Image Capture Overview

Starting with Mac OS 10.6, you can use ImageKit and the ImageCaptureCore framework to find and control image capture devices (cameras, scanners, and multifunction devices such as camera/phones and printer/scanners).

You can open a browser that dynamically detects all cameras and scanners attached by USB or available over the network. You can limit the browser to displaying only cameras, only scanners, only local, or only network devices, or any combination of these. You can choose any available device using the browser, and can open a session with the selected device to list and fetch thumbnails, images, video, and other files from cameras, or to control the scan process of scanners.

ImageKit provides a complete UI for these tasks, allowing you to create applications that find and control cameras and scanners entirely by dragging and dropping objects using Interface Builder.

ImageCaptureCore provides the same capabilities using a programmatic interface, allowing you to write headless applications or to provide your own custom UI. ImageCaptureCore also includes some controls not available from ImageKit, such as choosing the default application to launch when a camera is connected.

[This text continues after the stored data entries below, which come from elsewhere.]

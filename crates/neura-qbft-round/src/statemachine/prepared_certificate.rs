use crate::payload::{PreparePayload, PreparedRoundMetadata};
use crate::types::{ConsensusRoundIdentifier, QbftBlock, SignedData};

/// Proof that a block gathered a quorum of Prepare votes in a round.
///
/// Built fresh from a [`RoundState`](crate::statemachine::RoundState) on every
/// request, so holding one never aliases the live vote maps. The prepares are
/// in the order their authors were first accepted, one per author.
#[derive(Debug, Clone, PartialEq, Eq)]
pub struct PreparedCertificate {
    round_identifier: ConsensusRoundIdentifier,
    block: QbftBlock,
    prepares: Vec<SignedData<PreparePayload>>,
}

impl PreparedCertificate {
    pub fn new(
        round_identifier: ConsensusRoundIdentifier,
        block: QbftBlock,
        prepares: Vec<SignedData<PreparePayload>>,
    ) -> Self {
        Self { round_identifier, block, prepares }
    }

    pub fn round_identifier(&self) -> &ConsensusRoundIdentifier {
        &self.round_identifier
    }

    /// The round number in which the block was prepared.
    pub fn round(&self) -> u32 {
        self.round_identifier.round_number
    }

    pub fn block(&self) -> &QbftBlock {
        &self.block
    }

    pub fn prepares(&self) -> &[SignedData<PreparePayload>] {
        &self.prepares
    }

    /// The metadata a RoundChange payload carries to reference this certificate.
    pub fn prepared_round_metadata(&self) -> PreparedRoundMetadata {
        PreparedRoundMetadata::new(self.round(), self.block.hash())
    }
}
use alloy_primitives::Address;

use crate::types::ConsensusRoundIdentifier;
use crate::validation::ValidatorSetView;

/// Fixed committee with round-robin proposer selection over the sorted
/// addresses, offset by height and round.
#[derive(Debug, Clone)]
pub struct MockValidatorSet {
    sorted_validators: Vec<Address>,
}

impl MockValidatorSet {
    pub fn new(validators: impl IntoIterator<Item = Address>) -> Self {
        let mut sorted_validators: Vec<Address> = validators.into_iter().collect();
        sorted_validators.sort();
        sorted_validators.dedup();
        assert!(!sorted_validators.is_empty(), "MockValidatorSet needs at least one validator");
        Self { sorted_validators }
    }
}

impl ValidatorSetView for MockValidatorSet {
    fn is_validator(&self, address: Address) -> bool {
        self.sorted_validators.binary_search(&address).is_ok()
    }

    fn get_proposer_for_round(&self, round: &ConsensusRoundIdentifier) -> Address {
        let offset = round.sequence_number.wrapping_add(u64::from(round.round_number));
        self.sorted_validators[(offset % self.sorted_validators.len() as u64) as usize]
    }
}
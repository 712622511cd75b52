pub mod prepared_certificate;
pub mod round_state;

#[cfg(test)]
mod round_state_tests;

pub use prepared_certificate::PreparedCertificate;
pub use round_state::RoundState;
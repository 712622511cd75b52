// crates/neura-qbft-round/src/payload/mod.rs

pub mod commit_payload;
pub mod message_factory;
pub mod prepare_payload;
pub mod prepared_round_metadata;
pub mod proposal_payload;
pub mod qbft_payload;
pub mod round_change_payload;

pub use commit_payload::CommitPayload;
pub use message_factory::MessageFactory;
pub use prepare_payload::PreparePayload;
pub use prepared_round_metadata::PreparedRoundMetadata;
pub use proposal_payload::ProposalPayload;
pub use qbft_payload::QbftPayload;
pub use round_change_payload::RoundChangePayload;
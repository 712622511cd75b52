use crate::error::QbftError;
use crate::payload::QbftPayload;
use crate::types::{ConsensusRoundIdentifier, SignedData};
use alloy_primitives::Address;

/// Generic BFT message wrapper around a signed payload of type `P`.
///
/// The author is not stored: it is recovered from the signature on demand.
#[derive(Debug, Clone, PartialEq, Eq, Hash)]
pub struct BftMessage<P> {
    signed_payload: SignedData<P>,
}

impl<P: QbftPayload> BftMessage<P> {
    pub fn new(signed_payload: SignedData<P>) -> Self {
        Self { signed_payload }
    }

    pub fn author(&self) -> Result<Address, QbftError> {
        self.signed_payload.recover_author()
    }

    pub fn payload(&self) -> &P {
        self.signed_payload.payload()
    }

    pub fn signed_payload(&self) -> &SignedData<P> {
        &self.signed_payload
    }

    pub fn round_identifier(&self) -> &ConsensusRoundIdentifier {
        self.payload().round_identifier()
    }

    pub fn message_type(&self) -> u8 {
        self.payload().message_type()
    }
}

You can use both ImageKit and ImageCaptureCore in the same application. For example, you could use ImageKit to provide the main interface and add additional custom controls using ImageCaptureCore.

To create an ImageKit application, link your Xcode project to the Quartz framework. For ImageCaptureCore, link to QuartzFoundation. If you are using both, add both frameworks.

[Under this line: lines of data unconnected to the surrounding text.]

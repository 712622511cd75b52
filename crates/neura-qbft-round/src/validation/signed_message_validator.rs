use std::sync::Arc;

use crate::messagewrappers::{Commit, Prepare, Proposal};
use crate::error::QbftError;
use crate::types::{recover_address, ConsensusRoundIdentifier};
use crate::validation::MessageValidator;
use alloy_primitives::{Address, B256 as Hash};

/// Read-only view of the committee for the height being decided.
/// Computing it is the caller's job; the validator only asks questions.
pub trait ValidatorSetView: Send + Sync {
    fn is_validator(&self, address: Address) -> bool;

    fn get_proposer_for_round(&self, round: &ConsensusRoundIdentifier) -> Address;
}

/// Validates messages for one round against the committee and, for prepares
/// and commits, against the block of the proposal it accepted.
///
/// Re-proposals in later rounds carry round-change and prepare justifications;
/// checking those belongs to the round-change layer and is not done here.
pub struct SignedMessageValidator {
    round_identifier: ConsensusRoundIdentifier,
    validator_set: Arc<dyn ValidatorSetView>,
    accepted_proposal_digest: Option<Hash>,
}

impl SignedMessageValidator {
    pub fn new(round_identifier: ConsensusRoundIdentifier, validator_set: Arc<dyn ValidatorSetView>) -> Self {
        Self { round_identifier, validator_set, accepted_proposal_digest: None }
    }

    pub fn accepted_proposal_digest(&self) -> Option<Hash> {
        self.accepted_proposal_digest
    }

    /// Checks shared by every message type; returns the recovered author.
    fn validate_envelope(
        &self,
        kind: &str,
        round_identifier: &ConsensusRoundIdentifier,
        author: Result<Address, QbftError>,
    ) -> Option<Address> {
        if *round_identifier != self.round_identifier {
            log::warn!(
                "{kind} for round {round_identifier} does not target current round {}. Ignoring.",
                self.round_identifier
            );
            return None;
        }
        let author = match author {
            Ok(author) => author,
            Err(e) => {
                log::warn!("{kind} for round {round_identifier} has an unrecoverable author: {e}. Ignoring.");
                return None;
            }
        };
        if !self.validator_set.is_validator(author) {
            log::warn!("{kind} from non-validator {author}. Ignoring.");
            return None;
        }
        Some(author)
    }

    fn matches_accepted_digest(&self, kind: &str, author: Address, digest: Hash) -> bool {
        match self.accepted_proposal_digest {
            None => {
                log::warn!("{kind} from {author} arrived before any proposal was accepted. Ignoring.");
                false
            }
            Some(expected) if expected != digest => {
                log::warn!("{kind} from {author} is for digest {digest:?}, expected {expected:?}. Ignoring.");
                false
            }
            Some(_) => true,
        }
    }
}

impl MessageValidator for SignedMessageValidator {
    fn validate_proposal(&mut self, proposal: &Proposal) -> bool {
        let Some(author) = self.validate_envelope(
            "Proposal",
            proposal.round_identifier(),
            proposal.author(),
        ) else {
            return false;
        };

        let expected_proposer = self.validator_set.get_proposer_for_round(&self.round_identifier);
        if author != expected_proposer {
            log::warn!(
                "Proposal from unexpected proposer {author} for round {}. Expected {expected_proposer}. Ignoring.",
                self.round_identifier
            );
            return false;
        }

        let block = proposal.block();
        if block.number() != self.round_identifier.sequence_number {
            log::warn!(
                "Proposal block number {} does not match round sequence number {}.",
                block.number(),
                self.round_identifier.sequence_number
            );
            return false;
        }

        if self.round_identifier.round_number == 0
            && (!proposal.round_changes().is_empty() || !proposal.prepares().is_empty())
        {
            log::warn!("Proposal for round 0 from {author} carries a round-change justification. Ignoring.");
            return false;
        }

        let digest = block.hash();
        log::debug!("Proposal from {author} for round {} accepted, digest {digest:?}", self.round_identifier);
        self.accepted_proposal_digest = Some(digest);
        true
    }

    fn validate_prepare(&mut self, prepare: &Prepare) -> bool {
        let Some(author) = self.validate_envelope(
            "Prepare",
            prepare.round_identifier(),
            prepare.author(),
        ) else {
            return false;
        };
        self.matches_accepted_digest("Prepare", author, prepare.digest())
    }

    fn validate_commit(&mut self, commit: &Commit) -> bool {
        let Some(author) = self.validate_envelope(
            "Commit",
            commit.round_identifier(),
            commit.author(),
        ) else {
            return false;
        };
        if !self.matches_accepted_digest("Commit", author, commit.digest()) {
            return false;
        }

        match recover_address(&commit.commit_seal(), commit.digest()) {
            Ok(sealer) if sealer == author => true,
            Ok(sealer) => {
                log::warn!("Commit from {author} carries a seal signed by {sealer}. Ignoring.");
                false
            }
            Err(e) => {
                log::warn!("Commit from {author} carries an unrecoverable seal: {e}. Ignoring.");
                false
            }
        }
    }
}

ImageKit provides four image capture classes:

These four classes are available as drag-and-drop objects in the ImageKit library for Interface Builder, so it’s possible to create an application that browses for and controls cameras and scanners literally without writing a line of code. For an example, see Creating an Application Using ImageKit.

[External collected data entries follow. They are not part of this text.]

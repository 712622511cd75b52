use thiserror::Error;

/// Errors raised while building, signing or inspecting QBFT messages.
///
/// Vote ingestion never surfaces these: a message whose author cannot be
/// recovered is discarded by the round state like any other rejected vote.
#[derive(Error, Debug, Clone, PartialEq, Eq)]
pub enum QbftError {
    #[error("RLP error: {0}")]
    RlpError(#[from] alloy_rlp::Error),
    #[error("Signing error: {0}")]
    SigningError(String),
    #[error("Recovery error: {0}")]
    RecoveryError(String),
}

Adding scanning and image capture to an existing application with these classes requires only the few lines of "glue" code to integrate the window constructed in Interface Builder into your application.


The ImageCaptureCore framework contains classes that allow you to browse for image capture devices and control them programatically. These classes are strongly analogous to the ImageKit classes, but they provide no UI. Instead, they have methods for which you create delegates, allowing you to take whatever action you choose in response to the events these objects respond to.

For example, ImageCaptureCore contains a device browser class, ICDeviceBrowser. This performs the same functions as ImageKit’s IKDeviceBrowserView—it dynamically detects available image capture devices. But instead of displaying a list of devices, it has methods such as didAddDevice and didRemoveDevice whose delegates are called when the device browser detects a device or sees a device removed.

Your application defines these delegate methods. For example, when a device is detected, your version of didAddDevice is called. It might get the device and store it in a mutable array, then go on to display the array of devices using a table view.

Similarly, ImageCaptureCore contains a camera device class and a scanner device class, analogous to ImageKit’s camera view and scanner view.

All the ImageCaptureCore classes support Cocoa bindings, so you can, for example, use Interface Builder to assign your own custom view as the delegate for an ImageCaptureCore device browser object, obviating the need to construct the entire UI programatically.

You can mix and match ImageKit and ImageCaptureCore objects in your code. For example, you might use an ImageKit device browser to allow users to find and select a scanner, but use your own UI to control the scanner using ImageCaptureCore.

You can write an ImageCaptureCore application in as little as a few dozen lines of code. For an example, see Creating an Application Using ImageCaptureCore.